6. November 2022

Können Erfahrungen ­Zukunftsquellen sein? Ehrenvorsitzender der Landesgruppe Niedersachsen/Bremen Volkmar Gerger im Gespräch

Um dieser Frage nachzugehen und auf der Suche nach Wegen, unseren Verband der Siebenbürger Sachsen in Deutschland auch für die Zukunft interessant zu gestalten und zu stärken, führen Volkmar Gerger, ehemaliger Vorsitzender und derzeit Ehrenvorsitzender der Landesgruppe Niedersachsen/Bremen, und Dietmar-Udo Zey das nachfolgende Gespräch. Es legt den Schwerpunkt auf einige Erfahrung.
Volkmar Gerger beim Großen Siebenbürgerball 2020 ...
Volkmar Gerger beim Großen Siebenbürgerball 2020 in München. Foto Richter
Volkmar, als ich dich kennengelernt habe, warst du schon Landesvorsitzender. Du warst auf der Suche nach einem Schriftführer. Ich war bereit, in unserem Verband Aufgaben zu übernehmen. Also kenne ich dich in der Ausübung eines verantwortungsträchtigen Amtes. Das waren etwa 16 Jahre. Bist du bereit, mit mir über dein Wirken zu sprechen?
Warum nicht? Es war, rückblickend betrachtet, eine lange, ereignisreiche Zeit, die mir viel abverlangt hat. Ich bin dankbar, dass ich das so lange machen durfte und konnte.

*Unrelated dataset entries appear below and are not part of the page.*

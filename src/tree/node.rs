//! Tree node and height bookkeeping
//!
//! Each node caches the height of the subtree rooted at it so that balance
//! decisions are O(1) per node. An absent subtree has height 0, a leaf 1.

/// Owning link to a subtree (absent = empty subtree)
pub(crate) type Link<K, V> = Option<Box<Node<K, V>>>;

/// One key/value binding plus its subtree metadata
#[derive(Clone)]
pub(crate) struct Node<K, V> {
    pub(crate) key: K,
    pub(crate) value: V,
    /// Height of the subtree rooted here (leaf = 1)
    pub(crate) height: u32,
    pub(crate) left: Link<K, V>,
    pub(crate) right: Link<K, V>,
}

impl<K, V> Node<K, V> {
    /// Allocate a new leaf
    pub(crate) fn leaf(key: K, value: V) -> Box<Self> {
        Box::new(Self {
            key,
            value,
            height: 1,
            left: None,
            right: None,
        })
    }

    /// Recompute the cached height from the children
    ///
    /// Children's heights must already be correct.
    pub(crate) fn update_height(&mut self) {
        self.height = 1 + height(&self.left).max(height(&self.right));
    }

    /// `height(right) - height(left)`; outside `-1..=1` means unbalanced
    pub(crate) fn balance_factor(&self) -> i64 {
        i64::from(height(&self.right)) - i64::from(height(&self.left))
    }
}

/// Height of a possibly-absent subtree
#[inline]
pub(crate) fn height<K, V>(link: &Link<K, V>) -> u32 {
    link.as_ref().map_or(0, |node| node.height)
}
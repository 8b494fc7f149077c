//! Iterative lookups and in-order walking

use std::borrow::Borrow;
use std::cmp::Ordering;

use super::node::{Link, Node};

/// Find the node holding `key`
pub(crate) fn find<'a, K, V, Q>(link: &'a Link<K, V>, key: &Q) -> Option<&'a Node<K, V>>
where
    K: Borrow<Q>,
    Q: Ord + ?Sized,
{
    let mut cursor = link.as_deref();
    while let Some(node) = cursor {
        cursor = match key.cmp(node.key.borrow()) {
            Ordering::Equal => return Some(node),
            Ordering::Less => node.left.as_deref(),
            Ordering::Greater => node.right.as_deref(),
        };
    }
    None
}

/// Find the node holding `key`, mutably
pub(crate) fn find_mut<'a, K, V, Q>(
    link: &'a mut Link<K, V>,
    key: &Q,
) -> Option<&'a mut Node<K, V>>
where
    K: Borrow<Q>,
    Q: Ord + ?Sized,
{
    let mut cursor = link.as_deref_mut();
    while let Some(node) = cursor {
        match key.cmp(node.key.borrow()) {
            Ordering::Equal => return Some(node),
            Ordering::Less => cursor = node.left.as_deref_mut(),
            Ordering::Greater => cursor = node.right.as_deref_mut(),
        }
    }
    None
}

/// Node with the smallest key
pub(crate) fn leftmost<K, V>(link: &Link<K, V>) -> Option<&Node<K, V>> {
    let mut node = link.as_deref()?;
    while let Some(left) = node.left.as_deref() {
        node = left;
    }
    Some(node)
}

/// Node with the largest key
pub(crate) fn rightmost<K, V>(link: &Link<K, V>) -> Option<&Node<K, V>> {
    let mut node = link.as_deref()?;
    while let Some(right) = node.right.as_deref() {
        node = right;
    }
    Some(node)
}

/// Visit every entry in ascending key order
///
/// Uses an explicit stack bounded by the tree height.
pub(crate) fn walk_in_order<'a, K, V, F>(link: &'a Link<K, V>, mut visit: F)
where
    F: FnMut(&'a K, &'a V),
{
    let mut stack: Vec<&'a Node<K, V>> = Vec::new();
    let mut cursor = link.as_deref();

    loop {
        while let Some(node) = cursor {
            stack.push(node);
            cursor = node.left.as_deref();
        }
        match stack.pop() {
            Some(node) => {
                visit(&node.key, &node.value);
                cursor = node.right.as_deref();
            }
            None => break,
        }
    }
}
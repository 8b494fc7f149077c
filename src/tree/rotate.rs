//! Rotation primitives
//!
//! All four rotations are O(1) local restructurings. They only reparent
//! subtrees that are already correctly ordered, so the in-order key sequence
//! of the rotated subtree is unchanged. Heights are recomputed bottom-up:
//! the demoted node first, then the promoted one.
//!
//! ```text
//!   rotate_left(x)                 rotate_right(y)
//!
//!     x                 y              y               x
//!    / \               / \            / \             / \
//!   a   y     =>      x   c          x   c    =>     a   y
//!      / \           / \            / \                 / \
//!     b   c         a   b          a   b               b   c
//! ```

use super::node::Node;

/// Promote the right child; the old root adopts the child's left subtree
///
/// # Panics
/// If `node` has no right child. Callers only rotate a node whose right
/// side is at least two levels taller than its left, so the child exists.
pub(crate) fn rotate_left<K, V>(mut node: Box<Node<K, V>>) -> Box<Node<K, V>> {
    let Some(mut pivot) = node.right.take() else {
        unreachable!("rotate_left on a node without a right child");
    };

    tracing::trace!("rotate left");

    node.right = pivot.left.take();
    node.update_height();

    pivot.left = Some(node);
    pivot.update_height();
    pivot
}

/// Promote the left child; the old root adopts the child's right subtree
///
/// # Panics
/// If `node` has no left child. Callers only rotate a node whose left
/// side is at least two levels taller than its right, so the child exists.
pub(crate) fn rotate_right<K, V>(mut node: Box<Node<K, V>>) -> Box<Node<K, V>> {
    let Some(mut pivot) = node.left.take() else {
        unreachable!("rotate_right on a node without a left child");
    };

    tracing::trace!("rotate right");

    node.left = pivot.right.take();
    node.update_height();

    pivot.right = Some(node);
    pivot.update_height();
    pivot
}

/// Left subtree is right-heavy: rotate the left child left, then the node right
pub(crate) fn rotate_left_right<K, V>(mut node: Box<Node<K, V>>) -> Box<Node<K, V>> {
    if let Some(left) = node.left.take() {
        node.left = Some(rotate_left(left));
    }
    rotate_right(node)
}

/// Right subtree is left-heavy: rotate the right child right, then the node left
pub(crate) fn rotate_right_left<K, V>(mut node: Box<Node<K, V>>) -> Box<Node<K, V>> {
    if let Some(right) = node.right.take() {
        node.right = Some(rotate_right(right));
    }
    rotate_left(node)
}
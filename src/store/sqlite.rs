/// SQLite persistence layer for knowledge-base documents
///
/// Every document lives in a single `documents` table keyed by (collection, id) with
/// the full document stored as JSON. Node `type` uniqueness is enforced by a partial
/// expression index, so concurrent creates of the same type are rejected by SQLite.

use crate::store::{
    apply_patch, document_id, stamp_new, Collection, Document, DocumentStore, Filter, StoreError,
};
use anyhow::Result;
use async_trait::async_trait;
use serde_json::Value;
use sqlx::{
    sqlite::{SqliteConnectOptions, SqliteJournalMode, SqlitePool, SqlitePoolOptions},
    Row,
};
use std::{str::FromStr, time::Duration};

/// sqlx-backed [`DocumentStore`]
#[derive(Debug, Clone)]
pub struct SqliteDocumentStore {
    /// SQLite connection pool for the document database
    pool: SqlitePool,
}

impl SqliteDocumentStore {
    /// Create store instance over an existing pool
    pub fn new(pool: SqlitePool) -> Self {
        Self { pool }
    }

    /// Connect to a database URL (e.g. "sqlite://data/nodekb.db"), creating the file if missing
    pub async fn connect(url: &str, max_connections: u32) -> Result<Self> {
        let options = SqliteConnectOptions::from_str(url)?
            .create_if_missing(true)
            .journal_mode(SqliteJournalMode::Wal)
            .busy_timeout(Duration::from_secs(5));
        let pool = SqlitePoolOptions::new()
            .max_connections(max_connections)
            .connect_with(options)
            .await?;

        let store = Self::new(pool);
        store.init_schema().await?;
        Ok(store)
    }

    /// Private in-memory database
    ///
    /// Pinned to one connection that never expires: every SQLite `:memory:`
    /// connection is its own database.
    pub async fn in_memory() -> Result<Self> {
        let options = SqliteConnectOptions::from_str("sqlite::memory:")?;
        let pool = SqlitePoolOptions::new()
            .max_connections(1)
            .idle_timeout(None)
            .max_lifetime(None)
            .connect_with(options)
            .await?;

        let store = Self::new(pool);
        store.init_schema().await?;
        Ok(store)
    }

    /// Initialize the document schema
    ///
    /// Safe to call multiple times (uses IF NOT EXISTS).
    pub async fn init_schema(&self) -> Result<()> {
        sqlx::query(
            r#"
            CREATE TABLE IF NOT EXISTS documents (
                collection TEXT NOT NULL,
                id TEXT NOT NULL,
                data JSON NOT NULL,
                created_at TIMESTAMP DEFAULT CURRENT_TIMESTAMP,
                updated_at TIMESTAMP DEFAULT CURRENT_TIMESTAMP,
                PRIMARY KEY (collection, id)
            )
            "#,
        )
        .execute(&self.pool)
        .await?;

        // One node record per type, system-wide
        sqlx::query(
            r#"
            CREATE UNIQUE INDEX IF NOT EXISTS idx_nodes_type
            ON documents(json_extract(data, '$.type'))
            WHERE collection = 'n8n-nodes'
            "#,
        )
        .execute(&self.pool)
        .await?;

        Ok(())
    }

    fn decode(row: &sqlx::sqlite::SqliteRow) -> Result<Document, StoreError> {
        let data: String = row.try_get("data")?;
        match serde_json::from_str::<Value>(&data)? {
            Value::Object(doc) => Ok(doc),
            other => Err(StoreError::InvalidDocument(format!(
                "stored document is not an object: {}",
                other
            ))),
        }
    }

    /// Translate constraint failures into store-level errors
    fn map_write_error(collection: Collection, doc: &Document, err: sqlx::Error) -> StoreError {
        let is_unique = err
            .as_database_error()
            .map(|db| db.is_unique_violation())
            .unwrap_or(false);
        if !is_unique {
            return StoreError::Database(err);
        }

        let message = err.to_string();
        let field = if message.contains("documents.id") {
            "id"
        } else {
            collection.unique_field().unwrap_or("id")
        };
        StoreError::UniqueViolation {
            collection,
            field: field.to_string(),
            value: super::unique_value(doc, field).unwrap_or_default(),
        }
    }
}

/// JSON path for a top-level field; rejects anything that is not a plain identifier
fn field_path(field: &str) -> Result<String, StoreError> {
    let valid = !field.is_empty()
        && field
            .chars()
            .all(|c| c.is_ascii_alphanumeric() || c == '_' || c == '-');
    if !valid {
        return Err(StoreError::InvalidDocument(format!(
            "unsupported filter field '{}'",
            field
        )));
    }
    Ok(format!("$.\"{}\"", field))
}

#[async_trait]
impl DocumentStore for SqliteDocumentStore {
    async fn find(
        &self,
        collection: Collection,
        filter: &Filter,
        limit: Option<usize>,
    ) -> Result<Vec<Document>, StoreError> {
        // SQLite treats a negative LIMIT as "no limit"
        let limit = limit.map(|l| l as i64).unwrap_or(-1);

        let rows = match filter {
            Filter::All => {
                sqlx::query(
                    "SELECT data FROM documents WHERE collection = ? ORDER BY rowid LIMIT ?",
                )
                .bind(collection.slug())
                .bind(limit)
                .fetch_all(&self.pool)
                .await?
            }
            Filter::Equals { field, value } => {
                sqlx::query(
                    r#"
                    SELECT data FROM documents
                    WHERE collection = ? AND json_extract(data, ?) = json_extract(?, '$')
                    ORDER BY rowid LIMIT ?
                    "#,
                )
                .bind(collection.slug())
                .bind(field_path(field)?)
                .bind(serde_json::to_string(value)?)
                .bind(limit)
                .fetch_all(&self.pool)
                .await?
            }
            Filter::In { field, values } => {
                if values.is_empty() {
                    return Ok(Vec::new());
                }
                sqlx::query(
                    r#"
                    SELECT data FROM documents
                    WHERE collection = ?
                      AND json_extract(data, ?) IN (SELECT value FROM json_each(?))
                    ORDER BY rowid LIMIT ?
                    "#,
                )
                .bind(collection.slug())
                .bind(field_path(field)?)
                .bind(serde_json::to_string(values)?)
                .bind(limit)
                .fetch_all(&self.pool)
                .await?
            }
        };

        rows.iter().map(Self::decode).collect()
    }

    async fn create(&self, collection: Collection, data: Document) -> Result<Document, StoreError> {
        let doc = stamp_new(data);
        let id = document_id(&doc)
            .ok_or_else(|| StoreError::InvalidDocument("document id could not be assigned".to_string()))?;
        let json = serde_json::to_string(&doc)?;

        sqlx::query("INSERT INTO documents (collection, id, data) VALUES (?, ?, ?)")
            .bind(collection.slug())
            .bind(&id)
            .bind(&json)
            .execute(&self.pool)
            .await
            .map_err(|e| Self::map_write_error(collection, &doc, e))?;

        Ok(doc)
    }

    async fn update(
        &self,
        collection: Collection,
        id: &str,
        data: Document,
    ) -> Result<Document, StoreError> {
        // Take the write lock before reading: a deferred transaction fails with
        // SQLITE_BUSY on the read-to-write upgrade when other writers are active
        let mut tx = self.pool.begin_with("BEGIN IMMEDIATE").await?;

        let row = sqlx::query("SELECT data FROM documents WHERE collection = ? AND id = ?")
            .bind(collection.slug())
            .bind(id)
            .fetch_optional(&mut *tx)
            .await?
            .ok_or_else(|| StoreError::NotFound {
                collection,
                id: id.to_string(),
            })?;

        let patched = apply_patch(Self::decode(&row)?, data);
        let json = serde_json::to_string(&patched)?;

        sqlx::query(
            r#"
            UPDATE documents SET data = ?, updated_at = CURRENT_TIMESTAMP
            WHERE collection = ? AND id = ?
            "#,
        )
        .bind(&json)
        .bind(collection.slug())
        .bind(id)
        .execute(&mut *tx)
        .await
        .map_err(|e| Self::map_write_error(collection, &patched, e))?;

        tx.commit().await?;
        Ok(patched)
    }

    async fn find_by_id(&self, collection: Collection, id: &str) -> Result<Document, StoreError> {
        let row = sqlx::query("SELECT data FROM documents WHERE collection = ? AND id = ?")
            .bind(collection.slug())
            .bind(id)
            .fetch_optional(&self.pool)
            .await?;

        match row {
            Some(row) => Self::decode(&row),
            None => Err(StoreError::NotFound {
                collection,
                id: id.to_string(),
            }),
        }
    }
}
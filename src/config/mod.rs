/// Configuration management for the nodekb service
///
/// Handles server binding, database connection and logging defaults.

use serde::{Deserialize, Serialize};

/// Main application configuration
#[derive(Debug, Clone, Serialize, Deserialize)]
pub struct Config {
    /// Server configuration
    pub server: ServerConfig,
    /// Database configuration
    pub database: DatabaseConfig,
    /// Logging configuration
    pub logging: LoggingConfig,
}

/// HTTP server configuration
#[derive(Debug, Clone, Serialize, Deserialize)]
pub struct ServerConfig {
    /// Server bind address (e.g., "0.0.0.0")
    pub host: String,
    /// Server port number
    pub port: u16,
}

/// Document database configuration
#[derive(Debug, Clone, Serialize, Deserialize)]
pub struct DatabaseConfig {
    /// sqlx SQLite URL (default: "sqlite://data/nodekb.db")
    pub url: String,
    /// Connection pool size
    pub max_connections: u32,
}

/// Log filter used when RUST_LOG is not set
#[derive(Debug, Clone, Serialize, Deserialize)]
pub struct LoggingConfig {
    /// tracing-subscriber filter directive (e.g., "info", "nodekb=debug")
    pub level: String,
}

impl DatabaseConfig {
    /// Filesystem path of the database file, if the URL points at one
    pub fn file_path(&self) -> Option<&str> {
        let path = self
            .url
            .strip_prefix("sqlite://")
            .or_else(|| self.url.strip_prefix("sqlite:"))?;
        let path = path.split('?').next().unwrap_or(path);
        if path.is_empty() || path == ":memory:" {
            None
        } else {
            Some(path)
        }
    }
}

impl Default for Config {
    /// Default configuration with ENV_VAR support for container deployment
    fn default() -> Self {
        Self {
            server: ServerConfig {
                host: std::env::var("NODEKB_HOST").unwrap_or_else(|_| "0.0.0.0".to_string()),
                port: std::env::var("NODEKB_PORT")
                    .unwrap_or_else(|_| "3005".to_string())
                    .parse()
                    .unwrap_or(3005),
            },
            database: DatabaseConfig {
                url: std::env::var("NODEKB_DATABASE_URL")
                    .unwrap_or_else(|_| "sqlite://data/nodekb.db".to_string()),
                max_connections: std::env::var("NODEKB_DB_MAX_CONNECTIONS")
                    .ok()
                    .and_then(|v| v.parse().ok())
                    .unwrap_or(5),
            },
            logging: LoggingConfig {
                level: std::env::var("NODEKB_LOG").unwrap_or_else(|_| "info".to_string()),
            },
        }
    }
}
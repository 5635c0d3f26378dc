/// Node → workflow relationship backfill
///
/// Runs once a workflow create has committed and its id is known. Each linked node
/// record is fetched and patched independently; a failure leaves that record
/// unsynchronized and is only logged. There is no compensation on the workflow side.

use crate::store::{Collection, Document, DocumentStore};
use crate::sync::{insert_link, linked_workflows, SyncFailure};
use futures::future::join_all;
use serde::Serialize;
use serde_json::Value;

#[derive(Debug, Clone, Default, PartialEq, Serialize)]
pub struct BackfillReport {
    /// Node records that gained the workflow id
    pub linked: Vec<String>,
    /// Node records that already listed it
    pub unchanged: Vec<String>,
    pub failures: Vec<SyncFailure>,
}

enum LinkResult {
    Linked,
    Unchanged,
}

async fn link_node(
    store: &dyn DocumentStore,
    workflow_id: &str,
    node_id: &str,
) -> Result<LinkResult, crate::store::StoreError> {
    let node = store.find_by_id(Collection::Nodes, node_id).await?;

    let mut workflows = linked_workflows(&node);
    if !insert_link(&mut workflows, workflow_id) {
        return Ok(LinkResult::Unchanged);
    }

    let mut patch = Document::new();
    patch.insert(
        "workflows".to_string(),
        Value::Array(workflows.into_iter().map(Value::String).collect()),
    );
    store.update(Collection::Nodes, node_id, patch).await?;
    Ok(LinkResult::Linked)
}

/// Add `workflow_id` to the relationship field of every node record in `node_ids`
///
/// Each link is a read-then-write of the node record, not an atomic append. Two
/// backfills touching the same node at the same time can overwrite each other's
/// link; the last write wins and the lost link is not retried.
pub async fn backfill_node_links(
    store: &dyn DocumentStore,
    workflow_id: &str,
    node_ids: &[String],
) -> BackfillReport {
    let mut unique: Vec<String> = Vec::with_capacity(node_ids.len());
    for id in node_ids {
        insert_link(&mut unique, id);
    }

    tracing::info!(workflow_id, nodes = unique.len(), "🔗 Backfilling node relationships");

    let results = join_all(
        unique
            .iter()
            .map(|node_id| async move { (node_id, link_node(store, workflow_id, node_id).await) }),
    )
    .await;

    let mut report = BackfillReport::default();
    for (node_id, result) in results {
        match result {
            Ok(LinkResult::Linked) => report.linked.push(node_id.clone()),
            Ok(LinkResult::Unchanged) => report.unchanged.push(node_id.clone()),
            Err(e) => {
                tracing::error!(workflow_id, node_id = %node_id, "❌ Failed to backfill node relationship: {}", e);
                report.failures.push(SyncFailure {
                    key: node_id.clone(),
                    message: e.to_string(),
                });
            }
        }
    }

    report
}

#[cfg(test)]
mod tests {
    use super::*;
    use crate::kb::NodeRecord;
    use crate::store::{document_id, MemoryDocumentStore};
    use serde_json::json;
    use tracing_test::traced_test;

    async fn seed(store: &MemoryDocumentStore, node_type: &str, workflows: Value) -> String {
        let doc = store
            .create(
                Collection::Nodes,
                json!({"name": node_type, "type": node_type, "workflows": workflows})
                    .as_object()
                    .cloned()
                    .unwrap(),
            )
            .await
            .unwrap();
        document_id(&doc).unwrap()
    }

    async fn workflows_of(store: &MemoryDocumentStore, id: &str) -> Vec<String> {
        let doc = store.find_by_id(Collection::Nodes, id).await.unwrap();
        NodeRecord::from_document(doc).unwrap().workflows
    }

    #[tokio::test]
    async fn test_backfill_links_each_node_once() {
        let store = MemoryDocumentStore::new();
        let a = seed(&store, "Set", json!([])).await;
        let b = seed(&store, "If", json!(["old"])).await;

        let report =
            backfill_node_links(&store, "42", &[a.clone(), b.clone(), a.clone()]).await;

        assert_eq!(report.linked, vec![a.clone(), b.clone()]);
        assert!(report.failures.is_empty());
        assert_eq!(workflows_of(&store, &a).await, vec!["42".to_string()]);
        assert_eq!(
            workflows_of(&store, &b).await,
            vec!["old".to_string(), "42".to_string()]
        );
    }

    #[tokio::test]
    async fn test_backfill_is_idempotent() {
        let store = MemoryDocumentStore::new();
        let a = seed(&store, "Set", json!(["42"])).await;

        let report = backfill_node_links(&store, "42", &[a.clone()]).await;
        assert!(report.linked.is_empty());
        assert_eq!(report.unchanged, vec![a.clone()]);
        assert_eq!(workflows_of(&store, &a).await, vec!["42".to_string()]);
    }

    #[tokio::test]
    #[traced_test]
    async fn test_missing_node_is_reported_not_fatal() {
        let store = MemoryDocumentStore::new();
        let a = seed(&store, "Set", json!([])).await;

        let report = backfill_node_links(&store, "42", &["gone".to_string(), a.clone()]).await;

        assert_eq!(report.linked, vec![a]);
        assert_eq!(report.failures.len(), 1);
        assert_eq!(report.failures[0].key, "gone");
        assert!(logs_contain("Failed to backfill node relationship"));
    }
}
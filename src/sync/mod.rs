/// Workflow → node synchronization
///
/// Keeps normalized node records and workflow templates linked in both directions:
/// - `extract`: resolve embedded nodes to node records (create or merge), returning the ids to link
/// - `backfill`: after a workflow create commits, add its id to each linked node record
/// - `saga`: the save path tying both steps around the workflow write
///
/// Every failure below the saga is collected and logged, never propagated: a workflow
/// write always goes through, synchronization may be partial.

// Step 1: extraction / reconciliation
pub mod extract;

// Step 2: node → workflow relationship backfill
pub mod backfill;

// Save path wiring step 1, the workflow commit and step 2
pub mod saga;

pub use backfill::{backfill_node_links, BackfillReport};
pub use extract::{extract_nodes, ExtractError, ExtractionOutcome};
pub use saga::{SyncReport, WorkflowSync};

use crate::store::Document;
use serde::Serialize;
use serde_json::Value;

/// A single node that could not be synchronized
#[derive(Debug, Clone, PartialEq, Serialize)]
pub struct SyncFailure {
    /// Node type (extraction) or node record id (backfill)
    pub key: String,
    pub message: String,
}

/// Workflow ids listed on a node record's relationship field
///
/// Tolerates numeric ids and drops anything else.
pub(crate) fn linked_workflows(node: &Document) -> Vec<String> {
    let Some(Value::Array(items)) = node.get("workflows") else {
        return Vec::new();
    };

    items
        .iter()
        .filter_map(|item| match item {
            Value::String(s) => Some(s.clone()),
            Value::Number(n) => Some(n.to_string()),
            _ => None,
        })
        .collect()
}

/// Insert with set semantics; returns false when the id was already present
pub(crate) fn insert_link(links: &mut Vec<String>, id: &str) -> bool {
    if links.iter().any(|existing| existing == id) {
        return false;
    }
    links.push(id.to_string());
    true
}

Ja, ich habe davon eine Menge mitbekommen. Und darum habe ich mir gedacht, du erzählst, möglichst reflektierend, über deine Arbeit. Aus meiner Berufstätigkeit weiß ich, dass der Vorsitzende, also eine Führungsperson, integrativ und als Visionär sowie Zukunft gestaltend agieren soll. Darf ich diese sozialen Kompetenzen als Leitschnur für den Aufbau unseres Gespräches nehmen?
Tu, was du nicht lassen kannst! Aber Spaß beiseite: Das ist ein guter Ansatz. Sehen wir mal, wohin uns dieses Gespräch führt.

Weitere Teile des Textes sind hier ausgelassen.